Distance-wise attention (DWA) module

By considering the effect of dissimilarity between the center of the tumor and the expected area, we can guess the probability of encountering each pixel in the investigating process. In other words, knowing the location of the center of the expected (see Fig. 8) leads to a better differentiation between pixels of the three tumor classes.

Figure 8
figure 8

An example depicting the whole brain and its corresponding binary mask for two modalities. The expected area is shown in the third column. The center of the binary mask and the expected area is shown by a red star.

The DWA module explores distance-wise dependencies in each slice of the four employed modalities for the selection of useful features.
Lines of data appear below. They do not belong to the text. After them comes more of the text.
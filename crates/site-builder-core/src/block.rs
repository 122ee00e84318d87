/// Content blocks: the placeable units of a site canvas.
use std::collections::BTreeMap;
use std::fmt;
use std::str::FromStr;

use serde::{Deserialize, Serialize};

use crate::content::BlockContent;
use crate::error::{BuilderError, Result};

/// Flat map of style property name to value for one breakpoint.
pub type StyleMap = BTreeMap<String, String>;

/// Opaque, immutable block identifier.
#[derive(Debug, Clone, PartialEq, Eq, Hash, PartialOrd, Ord, Serialize, Deserialize)]
#[serde(transparent)]
pub struct BlockId(String);

impl BlockId {
    /// Generates a fresh random identifier.
    pub fn generate() -> Self {
        Self(uuid::Uuid::new_v4().to_string())
    }

    pub fn as_str(&self) -> &str {
        &self.0
    }
}

impl fmt::Display for BlockId {
    fn fmt(&self, f: &mut fmt::Formatter<'_>) -> fmt::Result {
        f.write_str(&self.0)
    }
}

impl From<&str> for BlockId {
    fn from(s: &str) -> Self {
        Self(s.to_string())
    }
}

impl From<String> for BlockId {
    fn from(s: String) -> Self {
        Self(s)
    }
}

/// The closed set of block kinds.
///
/// Serialized as its lowercase name; deserialization accepts any case.
#[derive(Debug, Clone, Copy, PartialEq, Eq, Hash, Serialize, Deserialize)]
#[serde(try_from = "String", into = "String")]
pub enum BlockType {
    Header,
    Menu,
    Gallery,
    Contact,
    Events,
    Hours,
}

impl BlockType {
    pub const ALL: [BlockType; 6] = [
        BlockType::Header,
        BlockType::Menu,
        BlockType::Gallery,
        BlockType::Contact,
        BlockType::Events,
        BlockType::Hours,
    ];

    pub fn as_str(self) -> &'static str {
        match self {
            BlockType::Header => "header",
            BlockType::Menu => "menu",
            BlockType::Gallery => "gallery",
            BlockType::Contact => "contact",
            BlockType::Events => "events",
            BlockType::Hours => "hours",
        }
    }
}

impl fmt::Display for BlockType {
    fn fmt(&self, f: &mut fmt::Formatter<'_>) -> fmt::Result {
        f.write_str(self.as_str())
    }
}

impl FromStr for BlockType {
    type Err = BuilderError;

    /// Parses a type name case-insensitively (`"HEADER"`, `"header"`).
    fn from_str(s: &str) -> Result<Self> {
        let name = s.trim();
        BlockType::ALL
            .into_iter()
            .find(|t| t.as_str().eq_ignore_ascii_case(name))
            .ok_or_else(|| BuilderError::InvalidBlockType(s.to_string()))
    }
}

impl TryFrom<String> for BlockType {
    type Error = BuilderError;

    fn try_from(s: String) -> Result<Self> {
        s.parse()
    }
}

impl From<BlockType> for String {
    fn from(t: BlockType) -> Self {
        t.as_str().to_string()
    }
}

/// Responsive breakpoints with independent style overrides.
#[derive(Debug, Clone, Copy, PartialEq, Eq, Serialize, Deserialize)]
#[serde(rename_all = "snake_case")]
pub enum Breakpoint {
    Desktop,
    Tablet,
    Mobile,
}

/// One placeable unit on the site canvas.
#[derive(Debug, Clone, PartialEq, Serialize, Deserialize)]
pub struct ContentBlock {
    id: BlockId,
    /// Position among siblings. Equal to the block's index after every edit.
    pub order: u32,
    /// Type-specific content. The variant fixes the block's type.
    pub content: BlockContent,
    pub styles: StyleMap,
    pub mobile_styles: StyleMap,
    pub tablet_styles: StyleMap,
    pub is_visible: bool,
}

impl ContentBlock {
    /// Creates a visible, unstyled block with a fresh id.
    pub fn new(content: BlockContent) -> Self {
        Self::with_id(BlockId::generate(), content)
    }

    /// Creates a block with a caller-supplied id.
    pub fn with_id(id: BlockId, content: BlockContent) -> Self {
        Self {
            id,
            order: 0,
            content,
            styles: StyleMap::new(),
            mobile_styles: StyleMap::new(),
            tablet_styles: StyleMap::new(),
            is_visible: true,
        }
    }

    pub fn id(&self) -> &BlockId {
        &self.id
    }

    pub fn block_type(&self) -> BlockType {
        self.content.block_type()
    }

    /// The override map for one breakpoint.
    pub fn styles_for(&self, breakpoint: Breakpoint) -> &StyleMap {
        match breakpoint {
            Breakpoint::Desktop => &self.styles,
            Breakpoint::Tablet => &self.tablet_styles,
            Breakpoint::Mobile => &self.mobile_styles,
        }
    }

    /// Desktop styles with the breakpoint's overrides applied on top.
    pub fn effective_styles(&self, breakpoint: Breakpoint) -> StyleMap {
        let mut merged = self.styles.clone();
        if breakpoint != Breakpoint::Desktop {
            merged.extend(
                self.styles_for(breakpoint)
                    .iter()
                    .map(|(k, v)| (k.clone(), v.clone())),
            );
        }
        merged
    }

    /// Merges `patch` into this block.
    ///
    /// Content is replaced wholesale and must keep the block's type. Style
    /// entries are merged per property; an empty value removes the property.
    pub fn apply(&mut self, patch: BlockPatch) -> Result<()> {
        if let Some(content) = patch.content {
            let expected = self.block_type();
            let found = content.block_type();
            if expected != found {
                return Err(BuilderError::ContentTypeMismatch { expected, found });
            }
            content.validate()?;
            self.content = content;
        }
        merge_styles(&mut self.styles, patch.styles);
        merge_styles(&mut self.tablet_styles, patch.tablet_styles);
        merge_styles(&mut self.mobile_styles, patch.mobile_styles);
        if let Some(visible) = patch.is_visible {
            self.is_visible = visible;
        }
        Ok(())
    }
}

fn merge_styles(target: &mut StyleMap, overrides: Option<StyleMap>) {
    for (property, value) in overrides.into_iter().flatten() {
        if value.is_empty() {
            target.remove(&property);
        } else {
            target.insert(property, value);
        }
    }
}

/// Partial update for a block. `None` fields are left unchanged.
#[derive(Debug, Clone, Default, PartialEq, Serialize, Deserialize)]
#[serde(default)]
pub struct BlockPatch {
    pub content: Option<BlockContent>,
    pub styles: Option<StyleMap>,
    pub tablet_styles: Option<StyleMap>,
    pub mobile_styles: Option<StyleMap>,
    pub is_visible: Option<bool>,
}

impl BlockPatch {
    pub fn content(content: BlockContent) -> Self {
        Self {
            content: Some(content),
            ..Default::default()
        }
    }

    pub fn visibility(visible: bool) -> Self {
        Self {
            is_visible: Some(visible),
            ..Default::default()
        }
    }

    /// Adds one style override for `breakpoint`.
    pub fn with_style(mut self, breakpoint: Breakpoint, property: &str, value: &str) -> Self {
        let map = match breakpoint {
            Breakpoint::Desktop => &mut self.styles,
            Breakpoint::Tablet => &mut self.tablet_styles,
            Breakpoint::Mobile => &mut self.mobile_styles,
        };
        map.get_or_insert_with(StyleMap::new)
            .insert(property.to_string(), value.to_string());
        self
    }
}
Given an input feature channel set \({\mathbb{A}}\in {\mathbb{R}}^{H\times W\times N}\), \({\mathbb{A}} = \left\{ {{\mathbb{A}}_{1} ,{\mathbb{A}}_{2} , \ldots , {\mathbb{A}}_{N} } \right\}\), where \({\mathbb{A}}_{i} \in {\mathbb{R}}^{H \times W}\) indicates a channel. The variables N, H, and W, are the input channels, spatial height, and spatial width, respectively. So, as it is shown in Fig. 9, the \(O^{th}\) centroid of the object is obtained on each channel map by

$$\left\{ {\begin{array}{*{20}c} {y_{c} = y_{0} + \frac{{H_{{{\text{object}}}} }}{2}} \\ {x_{c} = x_{0} + \frac{{W_{{{\text{object}}}} }}{2}} \\ \end{array} } \right.$$
$$\left\{ {\begin{array}{*{20}c} {W_{{{\text{object}}}} = \max \,\arg \left( {{\text{sum}}\,{\text{pixels}} = = 1 {\text{in}}\,{\text{each }}\,{\text{ow}}} \right) } \\ {H_{{{\text{object}}}} = \max \,\arg \left( {{\text{sum}}\,{\text{pixels}} = = 1 {\text{in }}\,{\text{each}}\,{\text{column}}} \right)} \\ \end{array} } \right.$$
$$\left\{ {\begin{array}{*{20}c} {y_{0} = {\text{location }}\,{\text{of}}\,{\text{the }}\,{\text{starting}}\,{\text{point}}\,{\text{in}}\,H_{{{\text{object}}}} } \\ {x_{0} = {\text{location}}\,{\text{of}}\,{\text{the }}\,{\text{starting}}\,{\text{point}}\,{\text{in}}\,W_{{{\text{object}}}} } \\ \end{array} } \right.$$
Figure 9
figure 9

Illustration of parameter calculation in the Distance-Wise Attention (DAW) module. The blue and red pixels are the background and the brain, respectively. The expected area is represented by a yellow object. The size of the image is 240 \(\times\) 240.

where \(y_{c}\) and \(x_{c}\) represent the center of the white object, \(W_{object}\) and \(H_{object}\) indicate the width and height of the object, respectively.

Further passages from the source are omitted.